I am very much inclined to agree with that last sentence; as I have said before, the opposite sex lives in a foreign land (and that, by the way, goes both ways). Finding out what might please them, and in this case, get them (or their parents) to buy things is an even more delicate business, one that should give people more appreciation for the likes of Maksymilian Faktorowicz.

But Patrinos does not get to speak for all girls, and while her cartoon has garnered much attention, neither she nor Dr. Hains have presumably any actual market research backing their preferences, and, unlike Lego, they have no skin in the game. Hains' outlined prescription in her book, The Princess Problem, sounds like one part sensible critical thinking skills (people who want to sell you things don't always have your interests at heart) and two parts feminist indoctrination (must resist pink things).
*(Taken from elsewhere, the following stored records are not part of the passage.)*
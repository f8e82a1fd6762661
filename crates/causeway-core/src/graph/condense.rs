//! Condensation: collapse a component partition into a DAG.
//!
//! Each component becomes one node. An edge `a → b` exists iff some original
//! edge crosses from a node in component `a` to a node in component `b` with
//! `a ≠ b`; edges inside a component are already summarized by strong
//! connectivity and are dropped.
//!
//! Deduplication is streaming: original nodes are scanned in id order, their
//! edges in insertion order, and only the **first** cross-edge seen for an
//! ordered component pair is inserted — later parallels (and their weights)
//! are ignored. Downstream stages rely on that order only for tie-breaking,
//! never for correctness.
//!
//! The result is acyclic by construction whenever the partition came from
//! [`find_sccs`](crate::graph::scc::find_sccs); acyclicity is not re-checked
//! here — the topological sort stage is where a caller verifies it.

use std::collections::HashSet;

use serde::Serialize;
use tracing::debug;

use crate::graph::build::Graph;
use crate::graph::scc::SccResult;

// ---------------------------------------------------------------------------
// Condensation
// ---------------------------------------------------------------------------

/// The component-per-node DAG plus node ↔ component lookups.
#[derive(Debug, Clone)]
pub struct Condensation {
    /// The condensed graph; node ids are component indices.
    pub graph: Graph,
    /// For each original node, its component id.
    pub component_of: Vec<usize>,
    /// For each component id, its member nodes in discovery order.
    pub members: Vec<Vec<usize>>,
}

impl Condensation {
    /// Number of components (nodes in the condensed graph).
    #[must_use]
    pub const fn component_count(&self) -> usize {
        self.graph.node_count()
    }

    /// The component id containing `node`.
    ///
    /// # Panics
    ///
    /// Panics if `node` is not a node of the original graph.
    #[must_use]
    pub fn component(&self, node: usize) -> usize {
        self.component_of[node]
    }

    /// The original nodes collapsed into `component`.
    ///
    /// # Panics
    ///
    /// Panics if `component` is not a valid component id.
    #[must_use]
    pub fn members_of(&self, component: usize) -> &[usize] {
        &self.members[component]
    }

    /// Number of deduplicated cross-component edges.
    #[must_use]
    pub fn edge_count(&self) -> usize {
        self.graph.edge_count()
    }

    /// Produce the reporting summary for this condensation.
    #[must_use]
    pub fn summary(&self, original: &Graph) -> CondensationSummary {
        CondensationSummary {
            original_nodes: original.node_count(),
            condensed_nodes: self.component_count(),
            condensed_edges: self.edge_count(),
            component_sizes: self.members.iter().map(Vec::len).collect(),
        }
    }
}

/// Summary of a condensation for reporting.
#[derive(Debug, Clone, Serialize)]
pub struct CondensationSummary {
    /// Nodes in the original graph.
    pub original_nodes: usize,
    /// Nodes in the condensed graph.
    pub condensed_nodes: usize,
    /// Deduplicated cross-component edges.
    pub condensed_edges: usize,
    /// Member counts per component.
    pub component_sizes: Vec<usize>,
}

// ---------------------------------------------------------------------------
// Construction
// ---------------------------------------------------------------------------

/// Build the condensation of `graph` under `partition`.
///
/// Deterministic given the partition ordering and the original edge
/// insertion order; the weight of each condensed edge is the weight of the
/// first original cross-edge encountered for that component pair.
///
/// # Panics
///
/// Does not panic for a partition produced by
/// [`find_sccs`](crate::graph::scc::find_sccs) on the same graph — every
/// component id it yields is in range for the condensed graph.
#[must_use]
pub fn condense(graph: &Graph, partition: &SccResult) -> Condensation {
    let component_count = partition.component_count();
    let mut condensed = Graph::new(component_count, true, graph.weight_model());

    // Seen ordered component pairs, keyed by a compact pair encoding.
    let mut seen: HashSet<usize> = HashSet::new();

    for from in 0..graph.node_count() {
        let component_from = partition.component_of[from];
        for edge in graph.edges(from) {
            let component_to = partition.component_of[edge.to];
            if component_from == component_to {
                continue;
            }
            let key = component_from * component_count + component_to;
            if seen.insert(key) {
                condensed
                    .add_edge(component_from, component_to, edge.weight)
                    .expect("component ids are in range by construction");
            }
        }
    }

    debug!(
        original_nodes = graph.node_count(),
        condensed_nodes = component_count,
        condensed_edges = condensed.edge_count(),
        "condensation built"
    );

    Condensation {
        graph: condensed,
        component_of: partition.component_of.clone(),
        members: partition.components.clone(),
    }
}

// ---------------------------------------------------------------------------
// Tests
// ---------------------------------------------------------------------------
The idea that girls might not make choices preferred by people such as Hains is ultimately very difficult to escape at the far end of the STEM pipeline. Anita Sarkeesian appears to have succeeded in bullying Intel into a renewed jab at the Sisyphean rock, as the New York Times reported they are about to spend $300 million on improving "diversity" within the company in the wake of the stupidly named GamerGate. I take this to mean ad campaigns to improve their public image, and a few efforts here and there to get more girls into STEM careers. It's enough to make one pine for the days of Cypress Semiconductor's T.J. Rogers, and his blunt letter to meddling nuns about the consequences of hiring on anything other than merit. It's important to remove structural impediments to women entering those careers, but it's also important to recognize that attempts to pink-ify the sciences in an effort to attract more women are also demeaning. If girl-Legos are broken and miss the point of Legos overall, then so are Intel's efforts.

The Real Reason They Run

California's Sen. Barbara Boxer announced her retirement recently, which may be the big story, but Californians — and anyone interested in politics — owe an obscure political consultant a considerable debt for his blunt honesty here:
“There's a lot of pent-up demand among Democratic officeholders for opportunities to advance their careers,” said Parke Skelton, a Democratic strategist. “This is like a keystone coming out of the bridge.”
Because "public service" no longer has anything to do with public office anymore; it's really all about the career ambitions of the politicians involved. Well, it's probably been a long time since anything else has been a factor, but the reminder is a good one.

Thursday, January 8, 2015

An Addendum: How Not To Shut Down Internet Arguments

Freddie deBoer, on the ridiculous cartoons supposed to shut down Internet arguments I mentioned last Saturday:

...[S]ome Facebook friends of mine last year were sharing a comic about white privilege that was essentially the “argument through aggressive disdain and ridicule” thing to the absolute zenith. It literally ended with a cartoon character looking into the frame and saying “fucking educate yourselves!” to its implied audience. Let me assure you of something: no one, in the history of persuasion, has ever been persuaded by someone indignantly ordering them to educate themselves. Telling people to educate themselves in that manner is essentially ensuring that they won’t. At some point you have to decide if you’re more invested in the fun of feeling righteously superior or the actual need to convince others.